(Stored items)
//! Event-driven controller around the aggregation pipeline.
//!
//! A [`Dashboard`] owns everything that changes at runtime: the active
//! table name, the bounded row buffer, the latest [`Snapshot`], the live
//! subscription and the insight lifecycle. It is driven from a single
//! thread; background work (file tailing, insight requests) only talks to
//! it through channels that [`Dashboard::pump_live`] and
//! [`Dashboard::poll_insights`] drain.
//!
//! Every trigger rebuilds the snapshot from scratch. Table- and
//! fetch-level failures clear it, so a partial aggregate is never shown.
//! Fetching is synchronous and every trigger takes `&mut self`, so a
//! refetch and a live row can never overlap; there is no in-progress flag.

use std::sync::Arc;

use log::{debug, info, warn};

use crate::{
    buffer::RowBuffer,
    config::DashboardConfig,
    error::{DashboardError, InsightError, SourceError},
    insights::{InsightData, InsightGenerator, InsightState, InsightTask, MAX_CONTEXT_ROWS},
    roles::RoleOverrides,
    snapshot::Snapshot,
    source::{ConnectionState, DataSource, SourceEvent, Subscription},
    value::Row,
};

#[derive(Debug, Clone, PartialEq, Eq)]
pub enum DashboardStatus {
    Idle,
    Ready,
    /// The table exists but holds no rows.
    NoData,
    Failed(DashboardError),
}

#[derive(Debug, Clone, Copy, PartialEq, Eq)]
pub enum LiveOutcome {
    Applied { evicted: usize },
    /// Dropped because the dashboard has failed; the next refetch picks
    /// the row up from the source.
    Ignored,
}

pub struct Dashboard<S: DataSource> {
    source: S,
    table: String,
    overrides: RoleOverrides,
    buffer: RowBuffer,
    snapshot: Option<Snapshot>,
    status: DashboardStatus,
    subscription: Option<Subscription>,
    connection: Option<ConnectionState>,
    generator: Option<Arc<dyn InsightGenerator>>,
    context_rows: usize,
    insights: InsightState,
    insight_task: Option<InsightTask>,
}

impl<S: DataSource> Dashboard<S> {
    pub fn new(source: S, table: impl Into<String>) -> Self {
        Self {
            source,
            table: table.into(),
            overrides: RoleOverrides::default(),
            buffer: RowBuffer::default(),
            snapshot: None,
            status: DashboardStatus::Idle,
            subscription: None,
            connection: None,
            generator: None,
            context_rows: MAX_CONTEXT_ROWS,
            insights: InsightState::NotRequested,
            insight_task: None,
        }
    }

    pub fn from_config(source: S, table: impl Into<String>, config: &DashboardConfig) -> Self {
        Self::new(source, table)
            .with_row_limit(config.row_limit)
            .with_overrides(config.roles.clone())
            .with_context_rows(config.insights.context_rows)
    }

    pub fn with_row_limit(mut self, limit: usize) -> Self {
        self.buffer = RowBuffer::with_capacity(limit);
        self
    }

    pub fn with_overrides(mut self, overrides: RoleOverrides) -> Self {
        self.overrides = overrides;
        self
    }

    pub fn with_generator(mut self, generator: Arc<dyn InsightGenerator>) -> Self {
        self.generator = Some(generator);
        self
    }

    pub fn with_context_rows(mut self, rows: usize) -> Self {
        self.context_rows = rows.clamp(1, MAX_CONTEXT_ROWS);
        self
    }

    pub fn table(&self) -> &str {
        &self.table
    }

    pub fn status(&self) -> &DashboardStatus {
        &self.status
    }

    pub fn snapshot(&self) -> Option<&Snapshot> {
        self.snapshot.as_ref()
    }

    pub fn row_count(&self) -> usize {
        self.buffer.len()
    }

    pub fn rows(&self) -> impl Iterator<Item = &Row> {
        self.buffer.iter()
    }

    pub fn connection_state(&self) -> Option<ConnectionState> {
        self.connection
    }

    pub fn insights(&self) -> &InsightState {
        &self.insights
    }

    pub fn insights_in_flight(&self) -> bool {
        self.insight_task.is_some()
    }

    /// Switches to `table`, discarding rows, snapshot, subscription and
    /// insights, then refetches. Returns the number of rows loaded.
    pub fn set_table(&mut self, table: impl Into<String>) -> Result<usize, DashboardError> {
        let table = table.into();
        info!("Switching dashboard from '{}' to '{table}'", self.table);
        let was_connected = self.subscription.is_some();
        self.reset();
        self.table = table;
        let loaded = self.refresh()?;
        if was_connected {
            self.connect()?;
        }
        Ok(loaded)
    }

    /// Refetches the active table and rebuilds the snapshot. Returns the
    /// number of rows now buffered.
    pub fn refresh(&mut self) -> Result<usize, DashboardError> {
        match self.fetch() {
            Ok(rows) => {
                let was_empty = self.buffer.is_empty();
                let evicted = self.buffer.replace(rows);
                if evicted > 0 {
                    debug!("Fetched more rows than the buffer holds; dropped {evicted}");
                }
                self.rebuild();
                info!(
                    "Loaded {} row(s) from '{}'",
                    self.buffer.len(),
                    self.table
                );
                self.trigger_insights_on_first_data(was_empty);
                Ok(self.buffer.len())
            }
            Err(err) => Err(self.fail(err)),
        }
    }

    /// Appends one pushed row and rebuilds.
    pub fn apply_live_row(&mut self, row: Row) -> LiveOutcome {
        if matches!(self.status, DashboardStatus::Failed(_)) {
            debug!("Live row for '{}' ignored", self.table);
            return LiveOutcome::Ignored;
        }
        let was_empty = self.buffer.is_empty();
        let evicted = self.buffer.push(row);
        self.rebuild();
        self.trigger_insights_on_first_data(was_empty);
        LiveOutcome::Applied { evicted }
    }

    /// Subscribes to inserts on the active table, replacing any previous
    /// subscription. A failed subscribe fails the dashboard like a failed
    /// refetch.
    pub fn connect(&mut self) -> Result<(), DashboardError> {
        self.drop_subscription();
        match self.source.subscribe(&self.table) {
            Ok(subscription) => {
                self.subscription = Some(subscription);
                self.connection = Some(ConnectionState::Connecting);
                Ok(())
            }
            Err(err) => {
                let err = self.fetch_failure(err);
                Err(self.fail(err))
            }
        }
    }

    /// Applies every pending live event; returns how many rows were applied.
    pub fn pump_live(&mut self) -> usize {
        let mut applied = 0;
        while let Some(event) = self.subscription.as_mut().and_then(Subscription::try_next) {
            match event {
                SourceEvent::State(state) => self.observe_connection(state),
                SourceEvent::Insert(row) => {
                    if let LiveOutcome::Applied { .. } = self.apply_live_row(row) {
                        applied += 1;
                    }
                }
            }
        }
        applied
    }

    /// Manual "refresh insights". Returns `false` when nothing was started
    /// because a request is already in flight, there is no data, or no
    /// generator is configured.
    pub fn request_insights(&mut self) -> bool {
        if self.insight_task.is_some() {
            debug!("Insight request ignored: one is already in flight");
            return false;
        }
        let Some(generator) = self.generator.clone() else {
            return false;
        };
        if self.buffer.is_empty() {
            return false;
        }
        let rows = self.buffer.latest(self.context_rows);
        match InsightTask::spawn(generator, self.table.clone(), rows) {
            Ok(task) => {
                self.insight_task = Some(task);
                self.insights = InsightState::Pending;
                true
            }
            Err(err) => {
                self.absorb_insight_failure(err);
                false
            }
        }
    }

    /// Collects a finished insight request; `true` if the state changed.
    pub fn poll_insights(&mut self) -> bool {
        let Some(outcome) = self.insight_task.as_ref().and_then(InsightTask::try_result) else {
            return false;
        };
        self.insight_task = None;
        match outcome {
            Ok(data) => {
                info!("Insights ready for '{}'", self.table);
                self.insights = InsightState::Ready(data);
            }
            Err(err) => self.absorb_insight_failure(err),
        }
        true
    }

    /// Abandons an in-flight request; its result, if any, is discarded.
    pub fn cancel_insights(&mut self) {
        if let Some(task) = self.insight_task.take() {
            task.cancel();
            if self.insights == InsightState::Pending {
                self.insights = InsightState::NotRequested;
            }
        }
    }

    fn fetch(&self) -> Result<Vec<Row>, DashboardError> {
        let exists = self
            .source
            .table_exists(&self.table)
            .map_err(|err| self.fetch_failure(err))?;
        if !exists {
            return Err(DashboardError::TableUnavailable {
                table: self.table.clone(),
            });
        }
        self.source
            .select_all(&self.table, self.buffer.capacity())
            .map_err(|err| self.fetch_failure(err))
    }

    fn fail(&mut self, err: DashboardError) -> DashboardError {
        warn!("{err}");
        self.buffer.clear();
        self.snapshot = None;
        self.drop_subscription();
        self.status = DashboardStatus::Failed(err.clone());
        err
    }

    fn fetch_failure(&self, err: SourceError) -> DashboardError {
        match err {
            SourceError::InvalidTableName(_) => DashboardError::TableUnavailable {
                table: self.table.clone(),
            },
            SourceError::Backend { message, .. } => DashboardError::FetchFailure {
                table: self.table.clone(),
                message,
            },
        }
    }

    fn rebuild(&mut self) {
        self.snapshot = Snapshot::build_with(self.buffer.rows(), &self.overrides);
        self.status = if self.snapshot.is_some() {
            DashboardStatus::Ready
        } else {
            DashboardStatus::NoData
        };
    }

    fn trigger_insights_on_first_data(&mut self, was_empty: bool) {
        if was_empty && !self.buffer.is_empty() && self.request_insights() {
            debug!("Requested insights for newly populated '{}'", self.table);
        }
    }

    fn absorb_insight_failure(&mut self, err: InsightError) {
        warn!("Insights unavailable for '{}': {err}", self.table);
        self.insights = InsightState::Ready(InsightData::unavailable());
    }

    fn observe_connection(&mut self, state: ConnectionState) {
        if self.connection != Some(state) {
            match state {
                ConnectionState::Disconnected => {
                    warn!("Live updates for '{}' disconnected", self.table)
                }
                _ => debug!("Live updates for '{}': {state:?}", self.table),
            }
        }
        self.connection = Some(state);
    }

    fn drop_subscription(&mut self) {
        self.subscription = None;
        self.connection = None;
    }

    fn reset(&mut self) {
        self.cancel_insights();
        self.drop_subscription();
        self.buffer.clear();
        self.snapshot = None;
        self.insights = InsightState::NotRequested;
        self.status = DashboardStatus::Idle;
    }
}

> WHAT NEEDS TO BE DONE:
Each line above from the one with "runtime: the active" up to and including the one with "is never shown." must be set down exactly, and no line outside that span may appear.

> EXPECTED OUTPUT:
//! A [`Dashboard`] owns everything that changes at runtime: the active
//! table name, the bounded row buffer, the latest [`Snapshot`], the live
//! subscription and the insight lifecycle. It is driven from a single
//! thread; background work (file tailing, insight requests) only talks to
//! it through channels that [`Dashboard::pump_live`] and
//! [`Dashboard::poll_insights`] drain.
//!
//! Every trigger rebuilds the snapshot from scratch. Table- and
//! fetch-level failures clear it, so a partial aggregate is never shown.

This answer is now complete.